[Stored items]

────────────────────────────────────────

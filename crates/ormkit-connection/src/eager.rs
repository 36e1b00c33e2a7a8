//! Connections supplied by the caller

use std::sync::Arc;
use std::sync::atomic::{AtomicBool, Ordering};

use ormkit_core::{AppConfig, DbConnection, OrmError, Result};
use parking_lot::{Mutex, RwLock};

use crate::internal::{self, ConnectionLifecycle, ConnectionSnapshot, ConnectionStringOrigin};
use crate::InternalConnection;

/// Wraps an existing connection. It is ready from the start and its
/// origin is always [`ConnectionStringOrigin::UserCode`].
///
/// When `owned` is false, dispose leaves the connection alone and it stays
/// usable through this wrapper.
pub struct EagerInternalConnection {
    connection: Arc<dyn DbConnection>,
    owned: bool,
    disposed: AtomicBool,
    snapshot: Mutex<ConnectionSnapshot>,
    provider_name: RwLock<Option<String>>,
    app_config: RwLock<Arc<AppConfig>>,
}

impl EagerInternalConnection {
    pub fn new(connection: Arc<dyn DbConnection>, owned: bool, app_config: Arc<AppConfig>) -> Self {
        let snapshot = ConnectionSnapshot::take(connection.as_ref());
        Self {
            connection,
            owned,
            disposed: AtomicBool::new(false),
            snapshot: Mutex::new(snapshot),
            provider_name: RwLock::new(None),
            app_config: RwLock::new(app_config),
        }
    }

    pub fn is_owned(&self) -> bool {
        self.owned
    }

    fn live_connection(&self) -> Result<&Arc<dyn DbConnection>> {
        if self.disposed.load(Ordering::SeqCst) {
            return Err(OrmError::ConnectionDisposed(
                self.connection.type_name().to_string(),
            ));
        }
        Ok(&self.connection)
    }
}

impl InternalConnection for EagerInternalConnection {
    fn connection(&self) -> Result<Arc<dyn DbConnection>> {
        self.live_connection().cloned()
    }

    fn connection_key(&self) -> Result<String> {
        let connection = self.live_connection()?;
        let mut snapshot = self.snapshot.lock();
        snapshot.refresh(connection.as_ref());
        Ok(internal::connection_key(
            connection.as_ref(),
            snapshot.original_connection_string(),
        ))
    }

    fn connection_has_model(&self) -> Result<bool> {
        Ok(self.connection.metadata_workspace().is_some())
    }

    fn connection_string_origin(&self) -> Result<ConnectionStringOrigin> {
        Ok(ConnectionStringOrigin::UserCode)
    }

    fn connection_string_name(&self) -> Result<Option<String>> {
        Ok(None)
    }

    fn original_connection_string(&self) -> Result<String> {
        let connection = self.live_connection()?;
        let mut snapshot = self.snapshot.lock();
        snapshot.refresh(connection.as_ref());
        Ok(snapshot.original_connection_string().to_string())
    }

    fn provider_name(&self) -> Result<String> {
        if let Some(provider) = self.provider_name.read().clone() {
            return Ok(provider);
        }
        Ok(self.live_connection()?.store_provider_invariant_name())
    }

    fn set_provider_name(&self, provider_name: Option<String>) {
        *self.provider_name.write() = provider_name;
    }

    fn app_config(&self) -> Arc<AppConfig> {
        self.app_config.read().clone()
    }

    fn set_app_config(&self, config: Arc<AppConfig>) {
        *self.app_config.write() = config;
    }

    fn lifecycle(&self) -> ConnectionLifecycle {
        if self.disposed.load(Ordering::SeqCst) {
            ConnectionLifecycle::Disposed
        } else {
            ConnectionLifecycle::Ready
        }
    }

    fn dispose(&self) {
        if !self.owned {
            return;
        }
        if !self.disposed.swap(true, Ordering::SeqCst) {
            self.connection.dispose();
            tracing::debug!(connection = %self.connection.type_name(), "disposed owned connection");
        }
    }
}

impl std::fmt::Debug for EagerInternalConnection {
    fn fmt(&self, f: &mut std::fmt::Formatter<'_>) -> std::fmt::Result {
        f.debug_struct("EagerInternalConnection")
            .field("connection", &self.connection)
            .field("owned", &self.owned)
            .field("lifecycle", &self.lifecycle())
            .finish()
    }
}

────────────────────────────────────────

● WHAT YOU ARE ASKED TO DO: Retype each entry exactly.

● PROBLEM SOLUTION:
filename crates/ormkit-connection/src/eager.rs
repository 36e1b00c33e2a7a8
//! Connections supplied by the caller

use std::sync::Arc;
use std::sync::atomic::{AtomicBool, Ordering};

use ormkit_core::{AppConfig, DbConnection, OrmError, Result};
use parking_lot::{Mutex, RwLock};

use crate::internal::{self, ConnectionLifecycle, ConnectionSnapshot, ConnectionStringOrigin};
use crate::InternalConnection;

/// Wraps an existing connection. It is ready from the start and its
/// origin is always [`ConnectionStringOrigin::UserCode`].
///
/// When `owned` is false, dispose leaves the connection alone and it stays
/// usable through this wrapper.
pub struct EagerInternalConnection {
    connection: Arc<dyn DbConnection>,
    owned: bool,
    disposed: AtomicBool,
    snapshot: Mutex<ConnectionSnapshot>,
    provider_name: RwLock<Option<String>>,
    app_config: RwLock<Arc<AppConfig>>,
}

impl EagerInternalConnection {
    pub fn new(connection: Arc<dyn DbConnection>, owned: bool, app_config: Arc<AppConfig>) -> Self {
        let snapshot = ConnectionSnapshot::take(connection.as_ref());
        Self {
            connection,
            owned,
            disposed: AtomicBool::new(false),
            snapshot: Mutex::new(snapshot),
            provider_name: RwLock::new(None),
            app_config: RwLock::new(app_config),
        }
    }

    pub fn is_owned(&self) -> bool {
        self.owned
    }

    fn live_connection(&self) -> Result<&Arc<dyn DbConnection>> {
        if self.disposed.load(Ordering::SeqCst) {
            return Err(OrmError::ConnectionDisposed(
                self.connection.type_name().to_string(),
            ));
        }
        Ok(&self.connection)
    }
}

impl InternalConnection for EagerInternalConnection {
    fn connection(&self) -> Result<Arc<dyn DbConnection>> {
        self.live_connection().cloned()
    }

    fn connection_key(&self) -> Result<String> {
        let connection = self.live_connection()?;
        let mut snapshot = self.snapshot.lock();
        snapshot.refresh(connection.as_ref());
        Ok(internal::connection_key(
            connection.as_ref(),
            snapshot.original_connection_string(),
        ))
    }

    fn connection_has_model(&self) -> Result<bool> {
        Ok(self.connection.metadata_workspace().is_some())
    }

    fn connection_string_origin(&self) -> Result<ConnectionStringOrigin> {
        Ok(ConnectionStringOrigin::UserCode)
    }

    fn connection_string_name(&self) -> Result<Option<String>> {
        Ok(None)
    }

    fn original_connection_string(&self) -> Result<String> {
        let connection = self.live_connection()?;
        let mut snapshot = self.snapshot.lock();
        snapshot.refresh(connection.as_ref());
        Ok(snapshot.original_connection_string().to_string())
    }

    fn provider_name(&self) -> Result<String> {
        if let Some(provider) = self.provider_name.read().clone() {
            return Ok(provider);
        }
        Ok(self.live_connection()?.store_provider_invariant_name())
    }

    fn set_provider_name(&self, provider_name: Option<String>) {
        *self.provider_name.write() = provider_name;
    }

    fn app_config(&self) -> Arc<AppConfig> {
        self.app_config.read().clone()
    }

    fn set_app_config(&self, config: Arc<AppConfig>) {
        *self.app_config.write() = config;
    }

    fn lifecycle(&self) -> ConnectionLifecycle {
        if self.disposed.load(Ordering::SeqCst) {
            ConnectionLifecycle::Disposed
        } else {
            ConnectionLifecycle::Ready
        }
    }

    fn dispose(&self) {
        if !self.owned {
            return;
        }
        if !self.disposed.swap(true, Ordering::SeqCst) {
            self.connection.dispose();
            tracing::debug!(connection = %self.connection.type_name(), "disposed owned connection");
        }
    }
}

impl std::fmt::Debug for EagerInternalConnection {
    fn fmt(&self, f: &mut std::fmt::Formatter<'_>) -> std::fmt::Result {
        f.debug_struct("EagerInternalConnection")
            .field("connection", &self.connection)
            .field("owned", &self.owned)
            .field("lifecycle", &self.lifecycle())
            .finish()
    }
}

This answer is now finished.